It has now been just about 3 months since my last reconstruction surgery and my commitment to get back into shape. This is my public report card to keep me accountable:
Weight - I have lost 10 pounds which puts me at the weight I was before all the surgeries. (you would think cutting off body parts would have reduced my weight, but it didn’t) I am now in a healthy range but I could stand to lose a few more pounds before the cooler weather sets in and I switch from berries to mashed potatoes. I am not really trying to diet but with Martha cutting out the carbs (she has lost 30 pounds) I am just naturally eating healthier.
Strength - I have been going to the gym fairly regularly and have surpassed the amount of weight I could lift even before all the surgeries. It helps that Beaner’s BF is a strength and conditioning coach and Peachie is an exercise science major. They keep giving me new things to try which has kept it fresh and interesting. I am still not what anyone would call “strong” - I still can’t open a jar, and a toddler could beat me in an arm wrestling match. But I am stronger than I ever was which is a good goal.
Aerobic - Have I mentioned how much I hate doing the aerobic exercises? Boredom sets in and I wind up avoiding the machines. Peachie did suggest that I do 10 minutes on three different machines which has helped, and on those few mornings when it has not been too muggy I have managed to get out on my bike. It has been too hot to even walk the dog. This area needs a lot more work.

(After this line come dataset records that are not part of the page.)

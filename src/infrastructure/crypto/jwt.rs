//! JWT Token handling

use chrono::{Duration, Utc};
use jsonwebtoken::{decode, encode, DecodingKey, EncodingKey, Header, Validation};
use serde::{Deserialize, Serialize};

use crate::domain::User;

/// JWT configuration
#[derive(Clone)]
pub struct JwtConfig {
    /// Secret key for signing tokens
    pub secret: String,
    /// Token expiration time in hours
    pub expiration_hours: i64,
    /// Issuer claim
    pub issuer: String,
}

impl Default for JwtConfig {
    fn default() -> Self {
        Self {
            secret: std::env::var("JWT_SECRET")
                .unwrap_or_else(|_| "super-secret-key-change-in-production".to_string()),
            expiration_hours: std::env::var("JWT_EXPIRATION_HOURS")
                .ok()
                .and_then(|v| v.parse().ok())
                .unwrap_or(24),
            issuer: "reception-service".to_string(),
        }
    }
}

/// JWT Claims
#[derive(Debug, Serialize, Deserialize, Clone)]
pub struct Claims {
    /// Subject (user ID)
    pub sub: String,
    /// Username
    pub username: String,
    /// User role
    pub role: String,
    /// Warehouse the user is bound to; absent for unrestricted accounts
    pub entrepot_id: Option<String>,
    /// Expiration time (Unix timestamp)
    pub exp: i64,
    /// Issued at (Unix timestamp)
    pub iat: i64,
    /// Issuer
    pub iss: String,
}

impl Claims {
    /// Create new claims for a user
    pub fn new(user: &User, config: &JwtConfig) -> Self {
        let now = Utc::now();
        let exp = now + Duration::hours(config.expiration_hours);

        Self {
            sub: user.id.to_string(),
            username: user.username.clone(),
            role: user.role.to_string(),
            entrepot_id: user.entrepot_id.map(|id| id.to_string()),
            exp: exp.timestamp(),
            iat: now.timestamp(),
            iss: config.issuer.clone(),
        }
    }

    /// Check if the token is expired
    pub fn is_expired(&self) -> bool {
        Utc::now().timestamp() > self.exp
    }

    /// Check if the user has admin role
    pub fn is_admin(&self) -> bool {
        self.role == "admin"
    }
}

/// Create a JWT token for a user
pub fn create_token(user: &User, config: &JwtConfig) -> Result<String, jsonwebtoken::errors::Error> {
    let claims = Claims::new(user, config);

    encode(
        &Header::default(),
        &claims,
        &EncodingKey::from_secret(config.secret.as_bytes()),
    )
}

/// Verify and decode a JWT token
pub fn verify_token(token: &str, config: &JwtConfig) -> Result<Claims, jsonwebtoken::errors::Error> {
    let mut validation = Validation::default();
    validation.set_issuer(&[&config.issuer]);

    let token_data = decode::<Claims>(
        token,
        &DecodingKey::from_secret(config.secret.as_bytes()),
        &validation,
    )?;

    Ok(token_data.claims)
}

#[cfg(test)]
mod tests {
    use super::*;
    use crate::domain::{UserRole, UserStatus};
    use uuid::Uuid;

    fn test_user() -> User {
        User {
            id: Uuid::new_v4(),
            nom: "Administrateur".to_string(),
            email: "admin@local".to_string(),
            username: "admin".to_string(),
            password_hash: String::new(),
            role: UserRole::Admin,
            entrepot_id: None,
            status: UserStatus::Actif,
            created_at: Utc::now(),
            last_login_at: None,
        }
    }

    #[test]
    fn test_create_and_verify_token() {
        let config = JwtConfig::default();
        let user = test_user();
        let token = create_token(&user, &config).unwrap();

        let claims = verify_token(&token, &config).unwrap();
        assert_eq!(claims.sub, user.id.to_string());
        assert_eq!(claims.username, "admin");
        assert_eq!(claims.role, "admin");
        assert_eq!(claims.entrepot_id, None);
        assert!(!claims.is_expired());
        assert!(claims.is_admin());
    }

    #[test]
    fn test_invalid_token() {
        let config = JwtConfig::default();
        let result = verify_token("invalid-token", &config);
        assert!(result.is_err());
    }
}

Bending/stretching - I still have not made it back to yoga. I don’t know why. My gym has a free class at a time I could easily go. And I have not even been stretching at home. I think this is mainly because Beaner’s BF is always around and who wants to have their butt waving around in downward dog while their daughter's BF is sitting behind them? Yeah, no one. Still, I am feeling so stiff I need to do something.
Spiritual - my trip into the mountains did wonders for my spiritual health. Plus, I am now spending a lot time in my flower and vegetable gardens which I love That’s all good. But I still haven’t done an ounce of volunteering. I am living in chaos at home and camp with various projects going on, and I am allowing the BF to get under my skin.

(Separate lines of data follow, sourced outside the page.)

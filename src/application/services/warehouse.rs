//! Warehouse business logic service

use std::sync::Arc;

use chrono::Utc;
use log::info;
use uuid::Uuid;

use crate::domain::{
    DomainError, DomainResult, RepositoryProvider, Warehouse, WarehouseTruckStats,
};
use crate::notifications::{Event, SharedEventBus, WarehouseDeletedEvent};

/// Service for warehouse CRUD and per-warehouse statistics
pub struct WarehouseService {
    repos: Arc<dyn RepositoryProvider>,
    event_bus: SharedEventBus,
}

impl WarehouseService {
    pub fn new(repos: Arc<dyn RepositoryProvider>, event_bus: SharedEventBus) -> Self {
        Self { repos, event_bus }
    }

    pub async fn create(
        &self,
        name: &str,
        location: &str,
        image_url: Option<String>,
    ) -> DomainResult<Warehouse> {
        let name = name.trim();
        if name.is_empty() {
            return Err(DomainError::Validation("name is required".to_string()));
        }

        let mut warehouse = Warehouse::new(name, location.trim());
        warehouse.image_url = image_url;
        self.repos.warehouses().save(warehouse.clone()).await?;

        info!("Warehouse created: {} ({})", warehouse.name, warehouse.id);
        Ok(warehouse)
    }

    pub async fn get(&self, id: Uuid) -> DomainResult<Warehouse> {
        self.repos
            .warehouses()
            .find_by_id(id)
            .await?
            .ok_or(DomainError::NotFound {
                entity: "Warehouse",
                field: "id",
                value: id.to_string(),
            })
    }

    pub async fn list(&self) -> DomainResult<Vec<Warehouse>> {
        self.repos.warehouses().find_all().await
    }

    pub async fn update(
        &self,
        id: Uuid,
        name: Option<String>,
        location: Option<String>,
        image_url: Option<String>,
    ) -> DomainResult<Warehouse> {
        let mut warehouse = self.get(id).await?;

        if let Some(name) = name {
            let name = name.trim().to_string();
            if name.is_empty() {
                return Err(DomainError::Validation("name cannot be empty".to_string()));
            }
            warehouse.name = name;
        }
        if let Some(location) = location {
            warehouse.location = location.trim().to_string();
        }
        if let Some(image_url) = image_url {
            warehouse.image_url = Some(image_url);
        }

        self.repos.warehouses().update(warehouse.clone()).await?;
        Ok(warehouse)
    }

    /// Delete a warehouse and cascade-remove its trucks.
    pub async fn delete(&self, id: Uuid) -> DomainResult<u64> {
        let warehouse = self.get(id).await?;

        // trucks first so a failure never leaves orphans behind a missing
        // warehouse
        let removed = self.repos.trucks().delete_for_warehouse(id).await?;
        self.repos.warehouses().delete(id).await?;

        info!(
            "Warehouse {} deleted, {} trucks removed",
            warehouse.name, removed
        );
        self.event_bus
            .publish(Event::WarehouseDeleted(WarehouseDeletedEvent {
                entrepot_id: id,
                name: warehouse.name,
                removed_trucks: removed,
                timestamp: Utc::now(),
            }));

        Ok(removed)
    }

    /// Dashboard counters for one warehouse.
    pub async fn stats(&self, id: Uuid) -> DomainResult<WarehouseTruckStats> {
        // 404 on unknown warehouses rather than an all-zero answer
        self.get(id).await?;
        let trucks = self.repos.trucks().find_for_warehouse(id).await?;
        Ok(WarehouseTruckStats::compute(&trucks))
    }
}

// ── Tests ──────────────────────────────────────────────────────

#[cfg(test)]
mod tests {
    use super::*;
    use crate::application::services::ReceptionService;
    use crate::domain::{ReceptionStatus, TruckRegistration};
    use crate::infrastructure::storage::InMemoryRepositories;
    use crate::notifications::create_event_bus;

    fn services() -> (WarehouseService, ReceptionService, Arc<dyn RepositoryProvider>) {
        let repos: Arc<dyn RepositoryProvider> = Arc::new(InMemoryRepositories::new());
        let bus = create_event_bus();
        (
            WarehouseService::new(repos.clone(), bus.clone()),
            ReceptionService::new(repos.clone(), bus),
            repos,
        )
    }

    fn registration(immatriculation: &str) -> TruckRegistration {
        TruckRegistration {
            immatriculation: immatriculation.to_string(),
            transporteur: "Acme".to_string(),
            transfert: String::new(),
            cooperative: String::new(),
        }
    }

    #[tokio::test]
    async fn delete_cascades_trucks() {
        let (warehouses, reception, repos) = services();

        let kept = warehouses.create("Entrepôt Nord", "Lille", None).await.unwrap();
        let doomed = warehouses.create("Entrepôt Sud", "Lyon", None).await.unwrap();

        reception
            .register_truck(doomed.id, registration("AA-111-AA"), ReceptionStatus::Enregistrer)
            .await
            .unwrap();
        reception
            .register_truck(doomed.id, registration("BB-222-BB"), ReceptionStatus::Enregistrer)
            .await
            .unwrap();
        reception
            .register_truck(kept.id, registration("CC-333-CC"), ReceptionStatus::Enregistrer)
            .await
            .unwrap();

        let removed = warehouses.delete(doomed.id).await.unwrap();
        assert_eq!(removed, 2);

        let remaining = repos.trucks().find_all().await.unwrap();
        assert_eq!(remaining.len(), 1);
        assert!(remaining.iter().all(|t| t.entrepot_id == kept.id));
    }

    #[tokio::test]
    async fn delete_unknown_warehouse_is_not_found() {
        let (warehouses, _, _) = services();
        let err = warehouses.delete(Uuid::new_v4()).await.unwrap_err();
        assert!(matches!(err, DomainError::NotFound { .. }));
    }

    #[tokio::test]
    async fn stats_reflect_truck_states() {
        let (warehouses, reception, _) = services();
        let warehouse = warehouses.create("Entrepôt Sud", "Lyon", None).await.unwrap();

        reception
            .register_truck(
                warehouse.id,
                registration("AA-111-AA"),
                ReceptionStatus::Enregistrer,
            )
            .await
            .unwrap();
        reception
            .register_truck(
                warehouse.id,
                registration("BB-222-BB"),
                ReceptionStatus::Refouler,
            )
            .await
            .unwrap();

        let stats = warehouses.stats(warehouse.id).await.unwrap();
        assert_eq!(stats.total, 2);
        assert_eq!(stats.enregistres, 1);
        assert_eq!(stats.refoules, 1);
    }
}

Emotional - I do not seem to be in good place these days. I am feeling fragile and moody. The word bitchy comes to mind. I am quick to frustration, especially with my youngest daughter who just seems to get on my last nerve, constantly. I am starting to think this may be tied to the estrogen killers I take. I am once again having wicked hot flashes and very restless sleep. Or maybe I feel the sadness of the anniversary of my beloved therapist Lauren. Either way, I have a string of medical appointments coming up and I have made an appointment with my new therapist. I need to straighten this out before someone in my family is charged with justifiable homicide.
So, except for my new muscle definition this is a pretty poor report. I am definitely out of balance. Some of the emotional things I don’t understand yet, but things like volunteering and being bendy is just laziness. It’s a weird thing when you KNOW what’s good for you but you don’t do it.
Anyone have any good motivational techniques?